Specifiek voor de Boven- en Midden-IJssel is een sterke afname van de laagwaterstanden te verwachten. Ter indicatie, als gevolg van de rivierbodemdaling en met name klimaatverandering zal bij inlaatpunt Eefde het kritieke peil van 1,7 m+NAP eens per 2 jaar worden onderschreden (zie Fout! Verwijzingsbron niet gevonden.5-6). Daar bovenop komt nog het effect van de verschuivende afvoerverdeling als gevolg van de ongelijke rivierbodemdaling rond het splitsingspunt, waardoor de afvoer neemt de afvoer naar de IJssel verder afneemt. Als gevolg van deze ontwikkelingen is de referentiesituatie van de IJssel een ‘rode’ score toegekend.

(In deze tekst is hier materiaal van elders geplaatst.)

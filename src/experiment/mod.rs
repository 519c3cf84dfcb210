//! Trial and session sequencing over abstract display, input, clock and
//! output collaborators.

pub mod channel;
pub mod headless;
pub mod io;
pub mod record;
pub mod replay;
pub mod scripted;
pub mod session;
pub mod sink;
pub mod trial;
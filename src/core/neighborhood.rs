//! Square (Chebyshev) neighborhoods on the landscape grid and seeded draws
//! from them.

use rand::Rng;
use rand::seq::SliceRandom;
use serde::{Deserialize, Serialize};

use crate::core::coord::Coord;
use crate::core::error::{GemsError, Result};
use crate::core::landscape::Landscape;

/// What `draw` does when the neighborhood is smaller than the requested
/// count.
#[derive(Clone, Copy, Debug, Default, PartialEq, Eq, Serialize, Deserialize)]
#[serde(rename_all = "kebab-case")]
pub enum SamplePolicy {
    /// Fail with [`GemsError::Sampling`].
    #[default]
    Strict,
    /// Return the whole (shuffled) neighborhood.
    Available,
}

/// All in-bounds cells within Chebyshev distance `radius` of `center`,
/// including `center`. Enumeration is canonical: x ascending outer, y
/// ascending inner.
pub fn neighborhood(landscape: &Landscape, center: Coord, radius: u32) -> Result<Vec<Coord>> {
    landscape.check(center)?;
    let (x_lo, x_hi) = clip(center.x, radius, landscape.n_cols());
    let (y_lo, y_hi) = clip(center.y, radius, landscape.n_rows());
    let mut out = Vec::with_capacity(cell_count((x_lo, x_hi), (y_lo, y_hi)));
    for x in x_lo..=x_hi {
        for y in y_lo..=y_hi {
            out.push(Coord::new(x, y));
        }
    }
    Ok(out)
}

/// Inclusive `[c - r, c + r]` clipped to `[0, len)`. `len` is non-zero.
fn clip(c: u32, r: u32, len: u32) -> (u32, u32) {
    (c.saturating_sub(r), c.saturating_add(r).min(len - 1))
}

/// Cells in the inclusive rectangle, counted in `usize`.
fn cell_count((x_lo, x_hi): (u32, u32), (y_lo, y_hi): (u32, u32)) -> usize {
    let span = |lo: u32, hi: u32| ((hi - lo) as usize).saturating_add(1);
    span(x_lo, x_hi).saturating_mul(span(y_lo, y_hi))
}

/// Shuffle `candidates` with `rng` and keep the first `count`.
pub fn draw<R: Rng + ?Sized>(
    mut candidates: Vec<Coord>,
    count: usize,
    policy: SamplePolicy,
    rng: &mut R,
) -> Result<Vec<Coord>> {
    if count > candidates.len() && policy == SamplePolicy::Strict {
        return Err(GemsError::Sampling {
            requested: count,
            available: candidates.len(),
        });
    }
    candidates.shuffle(rng);
    candidates.truncate(count);
    Ok(candidates)
}

/// Neighborhood of `center` drawn with a caller-supplied generator. Same seed
/// and same neighborhood give the same ordered sample.
pub fn sample<R: Rng + ?Sized>(
    landscape: &Landscape,
    center: Coord,
    radius: u32,
    count: usize,
    policy: SamplePolicy,
    rng: &mut R,
) -> Result<Vec<Coord>> {
    draw(neighborhood(landscape, center, radius)?, count, policy, rng)
}

#[cfg(test)]
mod tests {
    use super::*;
    use crate::core::landscape::LandscapeParams;
    use crate::core::score::Flat;
    use rand::SeedableRng;
    use rand::rngs::StdRng;

    fn grid(n: u32) -> Landscape {
        Landscape::new(LandscapeParams::with_dims(n, n), Box::new(Flat(1)), Some(0)).unwrap()
    }

    #[test]
    fn canonical_order() {
        let land = grid(3);
        let hood = neighborhood(&land, Coord::new(1, 1), 1).unwrap();
        assert_eq!(hood.first(), Some(&Coord::new(0, 0)));
        assert_eq!(hood[1], Coord::new(0, 1));
        assert_eq!(hood[3], Coord::new(1, 0));
        assert_eq!(hood.last(), Some(&Coord::new(2, 2)));
    }

    #[test]
    fn radius_zero_is_center() {
        let land = grid(5);
        assert_eq!(
            neighborhood(&land, Coord::new(2, 3), 0).unwrap(),
            vec![Coord::new(2, 3)]
        );
    }

    #[test]
    fn one_by_one_has_no_neighbors() {
        let land = grid(1);
        assert_eq!(
            neighborhood(&land, Coord::new(0, 0), 5).unwrap(),
            vec![Coord::new(0, 0)]
        );
    }

    #[test]
    fn off_grid_center_rejected() {
        let land = grid(3);
        assert!(matches!(
            neighborhood(&land, Coord::new(3, 0), 1),
            Err(GemsError::OutOfBounds { .. })
        ));
    }

    #[test]
    fn huge_radius_does_not_overflow() {
        let land = grid(4);
        assert_eq!(neighborhood(&land, Coord::new(2, 2), u32::MAX).unwrap().len(), 16);
    }

    #[test]
    fn cell_count_exceeds_u32() {
        assert_eq!(cell_count((0, 2), (0, 2)), 9);
        assert_eq!(cell_count((5, 5), (7, 7)), 1);
        assert_eq!(cell_count((0, 65_536), (0, 65_536)), 65_537 * 65_537);
    }

    #[test]
    fn strict_policy_fails_when_short() {
        let land = grid(3);
        let mut rng = StdRng::seed_from_u64(3);
        let err = sample(&land, Coord::new(0, 0), 1, 9, SamplePolicy::Strict, &mut rng)
            .unwrap_err();
        assert!(matches!(
            err,
            GemsError::Sampling {
                requested: 9,
                available: 4
            }
        ));
    }

    #[test]
    fn available_policy_returns_all() {
        let land = grid(3);
        let mut rng = StdRng::seed_from_u64(3);
        let got = sample(&land, Coord::new(0, 0), 1, 9, SamplePolicy::Available, &mut rng)
            .unwrap();
        assert_eq!(got.len(), 4);
    }
}
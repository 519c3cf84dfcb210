// Entry point: loads config and dispatches the run/export/replay commands.
use std::error::Error;
use std::fs::{self, File};
use std::io::{self, BufReader, BufWriter};
use std::path::Path;
use std::time::Duration;

use clap::Parser;
use tracing::{info, warn};

use gems::cli::{Args, Command, RunArgs};
use gems::config::AppConfig;
use gems::experiment::channel::{WallClock, input_channel};
use gems::experiment::headless::{HeadlessPresenter, SimulatedParticipant};
use gems::experiment::io::InputEvent;
use gems::experiment::replay::{read_log, replay};
use gems::experiment::session::SessionController;
use gems::experiment::sink::{CsvTrialLog, output_path};
use gems::experiment::trial::Advance;
use gems::logging;

fn main() -> Result<(), Box<dyn Error>> {
    let args = Args::parse();
    if let Err(err) = logging::init_tracing(&args.log) {
        eprintln!("logging disabled: {err}");
    }
    let config = AppConfig::load_or_default(&args.config);

    match &args.command {
        Command::Run(run_args) => run(&config, run_args),
        Command::Export { output } => export(&config, output.as_deref()),
        Command::Replay { log, seed } => replay_log(&config, log, *seed),
    }
}

fn run(config: &AppConfig, run_args: &RunArgs) -> Result<(), Box<dyn Error>> {
    let mut session = config.session_config(run_args.subject())?;
    if run_args.no_wait {
        session.iti = Duration::ZERO;
        session.break_minimum = Duration::ZERO;
        session.test.advance = Advance::After(Duration::ZERO);
    }
    let landscape = config.build_landscape()?;
    let log_path = output_path(&config.data_dir(), &session.subject.subj_id);
    let sink = CsvTrialLog::create(&log_path)?;

    let (tx, input) = input_channel();
    let clock = WallClock::start();
    let (presenter, frames) = HeadlessPresenter::new();
    let participant = SimulatedParticipant::new(
        run_args.strategy.into(),
        config.score_function()?,
        run_args.participant_seed,
        clock,
    )
    .spawn(frames, tx.clone());

    let quit_tx = tx;
    ctrlc::set_handler(move || {
        if quit_tx.send(InputEvent::Quit).is_err() {
            warn!("session already finished");
        }
    })?;

    let mut controller =
        match SessionController::new(session, landscape, presenter, input, clock, sink) {
            Ok(controller) => controller,
            Err(err) => {
                // Nothing was logged; leave no file that would block a rerun.
                if let Err(rm) = fs::remove_file(&log_path) {
                    warn!("could not remove {}: {rm}", log_path.display());
                }
                return Err(err.into());
            }
        };
    let summary = controller.run()?;
    // Dropping the presenter closes the frame channel and ends the participant.
    drop(controller);
    match participant.join() {
        Ok(stats) => info!(
            "participant: {} frames, {} selections",
            stats.frames_seen, stats.selections
        ),
        Err(_) => warn!("participant thread panicked"),
    }

    println!("{}", serde_json::to_string_pretty(&summary)?);
    Ok(())
}

fn export(config: &AppConfig, output: Option<&Path>) -> Result<(), Box<dyn Error>> {
    let mut landscape = config.build_landscape()?;
    match output {
        Some(path) => {
            landscape.write_csv(BufWriter::new(File::create(path)?))?;
            info!("landscape written to {}", path.display());
        }
        None => landscape.write_csv(io::stdout().lock())?,
    }
    Ok(())
}

fn replay_log(config: &AppConfig, log: &Path, seed: u64) -> Result<(), Box<dyn Error>> {
    let trials = read_log(BufReader::new(File::open(log)?))?;
    let mut cfg = config.clone();
    cfg.landscape.seed = Some(seed);
    let mut landscape = cfg.build_landscape()?;
    let report = replay(&mut landscape, &trials, cfg.search.sample_policy)?;
    if report.is_exact() {
        info!("{} trials reproduced exactly", report.trials);
    } else {
        warn!(
            "{} of {} trials differ from the log",
            report.mismatches.len(),
            report.trials
        );
    }
    println!("{}", serde_json::to_string_pretty(&report)?);
    Ok(())
}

De effecten voor de Waal en Nederrijn-Lek (in de niet-gestuwde delen) zijn kleiner, maar ook hier komen met name als gevolg van klimaatverandering de laagwaterstanden en grondwaterstanden t.b.v. waterbeschikbaarheid onder druk te staan. Daarom is een ‘oranje’ score toegekend.

Deze grafiek laat op de horizontale as de herhalingstijd zien en op de verticale as de duur in aantal dagen dat het kritieke peil voor de waterinlaat naar de Twentekanalen niet gehaald wordt. Onderschrijding van dit peil betekent dat de invoer naar de Twentekanalen gelimiteerd wordt. De afbeelding laat het effect van klimaatverandering en bodemerosie zien, namelijk dat het kritieke peil vaker en langduriger wordt onderschreden.

Figuur 5-6 Herhalingstijd (horizontale as) en duur in aantal dagen (verticale as) dat het kritieke peil voor de waterinlaat naar de Twentekanalen niet gehaald wordt. Onderschrijding van dit peil betekent dat de invoer naar de Twentekanalen gelimiteerd wordt. De figuur laat het effect van klimaatverandering (van “Ref’ naar “WHdry”) en bodemerosie (van “bodem2018” naar “bodem2050”) zien, namelijk dat het kritieke peil vaker en langduriger wordt onderschreden (Asselman et al., 2022a).

Maas

Langs de Maas (met name de Gemeenschappelijke Maas) dalen laagwaterstanden en grondwaterstanden als gevolg van klimaatverandering en bodemerosie. Hierdoor komt het doelbereik onder druk te staan. Daarom is een ‘oranje’ score toegekend.

Totaalbeoordeling

In onderstaande tabel is de beoordeling op zoetwatervoorziening en laagwaterstanden samengevat.

Tabel 5‑3 Totaalbeoordeling Rijntakken en Maas

Deze tabel laat de totaalbeoordeling voor het beoordelingsaspect zoetwaterbeschikbaarheid zien voor de Rijntakken en de Maas, voor de huidige situatie en de referentiesituatie. Deze beoordeling is toegelicht in de tekst voorafgaande aan de tabel.